**The task**
Set down the lines below exactly as they stand, please. Go from the first through the one containing "notification by email.".

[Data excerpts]
* * * * *

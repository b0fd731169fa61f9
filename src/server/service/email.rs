//! Outbound email: templated sends through the transactional mail API,
//! and the codec for the encrypted reply addresses that let recipients
//! answer a notification by email.

use aes_gcm::aead::generic_array::GenericArray;
use aes_gcm::aead::Aead;
use aes_gcm::{Aes256Gcm, KeyInit, Nonce};
use base64::engine::general_purpose::{STANDARD, URL_SAFE_NO_PAD};
use base64::Engine;
use once_cell::sync::Lazy;
use rand::RngCore;
use regex::Regex;
use serde::Serialize;
use serde_json::json;

use crate::server::error::{AppError, ConfigError, ReplyAddressError};

const SEND_URL: &str = "https://api.sendwithus.com/api/v1/send";

const TEMPLATE_PASSWORD_RESET: &str = "tem_mccpcJNEzS4822mAnDNmGT";
const TEMPLATE_INVITATION: &str = "tem_ZXZuvouDYKKhCrdEWYbEp9";
const TEMPLATE_NEW_COMMENT: &str = "tem_tP6JzrYzvvDXhgTNmtkxuW";
const TEMPLATE_POST_MENTION: &str = "tem_wXiqtyNzAr8EF4fqBna5WQ";
const TEMPLATE_COMMUNITY_DIGEST: &str = "tem_rkZiuPHBvLDFrZ6rv8VixH";

const DEFAULT_SENDER_NAME: &str = "Commons";
const INVITATION_VERSION: &str = "user-edited text";

const NONCE_LEN: usize = 12;
const KEY_LEN: usize = 32;

/// Envelope sender fields attached to a templated send.
#[derive(Debug, Clone, Serialize)]
pub struct EmailSender {
    #[serde(skip_serializing_if = "Option::is_none")]
    pub address: Option<String>,
    pub name: String,
    #[serde(skip_serializing_if = "Option::is_none")]
    pub reply_to: Option<String>,
}

/// Options for a notification send with a custom sender.
#[derive(Debug, Clone)]
pub struct SendOptions {
    pub email: String,
    pub data: serde_json::Value,
    pub sender: EmailSender,
    pub version: Option<String>,
}

/// Options for an invitation send. The invitation appears to come from
/// the inviting user, with replies routed to their own address.
#[derive(Debug, Clone)]
pub struct InvitationOptions {
    pub email: String,
    pub inviter_name: String,
    pub inviter_email: String,
    pub data: serde_json::Value,
}

#[derive(Clone)]
pub struct Mailer {
    http_client: reqwest::Client,
    api_key: String,
    default_sender_address: String,
}

impl Mailer {
    pub fn new(http_client: reqwest::Client, api_key: String, sender_address: String) -> Self {
        Self {
            http_client,
            api_key,
            default_sender_address: sender_address,
        }
    }

    pub async fn send_password_reset(
        &self,
        email: String,
        data: serde_json::Value,
    ) -> Result<(), AppError> {
        let body = self.payload(TEMPLATE_PASSWORD_RESET, &email, data, None, None);
        self.send(body).await
    }

    pub async fn send_invitation(&self, opts: InvitationOptions) -> Result<(), AppError> {
        let sender = EmailSender {
            address: None,
            name: format!("{} (via {})", opts.inviter_name, DEFAULT_SENDER_NAME),
            reply_to: Some(opts.inviter_email),
        };
        let body = self.payload(
            TEMPLATE_INVITATION,
            &opts.email,
            opts.data,
            Some(sender),
            Some(INVITATION_VERSION),
        );
        self.send(body).await
    }

    pub async fn send_new_comment_notification(&self, opts: SendOptions) -> Result<(), AppError> {
        let body = self.payload(
            TEMPLATE_NEW_COMMENT,
            &opts.email,
            opts.data,
            Some(opts.sender),
            opts.version.as_deref(),
        );
        self.send(body).await
    }

    pub async fn send_post_mention_notification(&self, opts: SendOptions) -> Result<(), AppError> {
        let body = self.payload(
            TEMPLATE_POST_MENTION,
            &opts.email,
            opts.data,
            Some(opts.sender),
            None,
        );
        self.send(body).await
    }

    pub async fn send_community_digest(
        &self,
        email: String,
        data: serde_json::Value,
    ) -> Result<(), AppError> {
        let body = self.payload(TEMPLATE_COMMUNITY_DIGEST, &email, data, None, None);
        self.send(body).await
    }

    fn payload(
        &self,
        template_id: &str,
        email: &str,
        data: serde_json::Value,
        sender: Option<EmailSender>,
        version: Option<&str>,
    ) -> serde_json::Value {
        let mut sender = sender.unwrap_or_else(|| EmailSender {
            address: None,
            name: String::from(DEFAULT_SENDER_NAME),
            reply_to: None,
        });
        if sender.address.is_none() {
            sender.address = Some(self.default_sender_address.clone());
        }

        let mut body = json!({
            "email_id": template_id,
            "recipient": { "address": email },
            "email_data": data,
            "sender": sender,
        });
        if let Some(version) = version {
            body["version_name"] = json!(version);
        }
        body
    }

    async fn send(&self, body: serde_json::Value) -> Result<(), AppError> {
        self.http_client
            .post(SEND_URL)
            .basic_auth(&self.api_key, Some(""))
            .json(&body)
            .send()
            .await?
            .error_for_status()?;
        Ok(())
    }
}

static REPLY_TOKEN_RE: Lazy<Regex> = Lazy::new(|| Regex::new(r"reply-(.*?)@").unwrap());

/// Decoded payload of a reply address: the post to comment on and the
/// user replying.
#[derive(Debug, Clone, PartialEq, Eq)]
pub struct ReplyAddressData {
    pub post_id: String,
    pub user_id: String,
}

/// Mints and decodes the `reply-<token>@<domain>` addresses used as
/// Reply-To on notification emails. The token is AES-256-GCM over
/// `<salt><post_id>|<user_id>`, laid out as nonce followed by
/// ciphertext and base64url-encoded without padding.
#[derive(Clone)]
pub struct ReplyAddressCodec {
    cipher: Aes256Gcm,
    salt: String,
    domain: String,
}

impl ReplyAddressCodec {
    pub fn new(key_base64: &str, salt: String, domain: String) -> Result<Self, ConfigError> {
        let key = STANDARD
            .decode(key_base64)
            .map_err(|_| ConfigError::InvalidReplyAddressKey(String::from("not valid base64")))?;
        if key.len() != KEY_LEN {
            return Err(ConfigError::InvalidReplyAddressKey(format!(
                "expected {} bytes, got {}",
                KEY_LEN,
                key.len()
            )));
        }
        Ok(Self {
            cipher: Aes256Gcm::new(GenericArray::from_slice(&key)),
            salt,
            domain,
        })
    }

    pub fn post_reply_address(&self, post_id: i32, user_id: i32) -> Result<String, AppError> {
        let plaintext = format!("{}{}|{}", self.salt, post_id, user_id);

        let mut nonce_bytes = [0u8; NONCE_LEN];
        rand::rng().fill_bytes(&mut nonce_bytes);
        let nonce = Nonce::from_slice(&nonce_bytes);

        let ciphertext = self
            .cipher
            .encrypt(nonce, plaintext.as_bytes())
            .map_err(|_| AppError::InternalError(String::from("reply address encryption failed")))?;

        let mut raw = Vec::with_capacity(NONCE_LEN + ciphertext.len());
        raw.extend_from_slice(&nonce_bytes);
        raw.extend_from_slice(&ciphertext);

        Ok(format!(
            "reply-{}@{}",
            URL_SAFE_NO_PAD.encode(raw),
            self.domain
        ))
    }

    pub fn decode_post_reply_address(
        &self,
        address: &str,
    ) -> Result<ReplyAddressData, ReplyAddressError> {
        let token = REPLY_TOKEN_RE
            .captures(address)
            .and_then(|caps| caps.get(1))
            .ok_or_else(|| ReplyAddressError::NotAReplyAddress(address.to_string()))?;

        let raw = URL_SAFE_NO_PAD
            .decode(token.as_str())
            .map_err(|_| ReplyAddressError::UndecodableToken)?;
        if raw.len() <= NONCE_LEN {
            return Err(ReplyAddressError::UndecodableToken);
        }
        let (nonce_bytes, ciphertext) = raw.split_at(NONCE_LEN);

        let plaintext_bytes = self
            .cipher
            .decrypt(Nonce::from_slice(nonce_bytes), ciphertext)
            .map_err(|_| ReplyAddressError::DecryptionFailed)?;
        let plaintext =
            String::from_utf8(plaintext_bytes).map_err(|_| ReplyAddressError::MalformedPayload)?;

        let payload = plaintext
            .strip_prefix(&self.salt)
            .ok_or(ReplyAddressError::MissingSaltPrefix)?;
        let (post_id, user_id) = payload
            .split_once('|')
            .ok_or(ReplyAddressError::MalformedPayload)?;

        Ok(ReplyAddressData {
            post_id: post_id.to_string(),
            user_id: user_id.to_string(),
        })
    }
}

* * * * *

**Output for this exercise**
repository b0fd731169fa61f9
filename src/server/service/email.rs
//! Outbound email: templated sends through the transactional mail API,
//! and the codec for the encrypted reply addresses that let recipients
//! answer a notification by email.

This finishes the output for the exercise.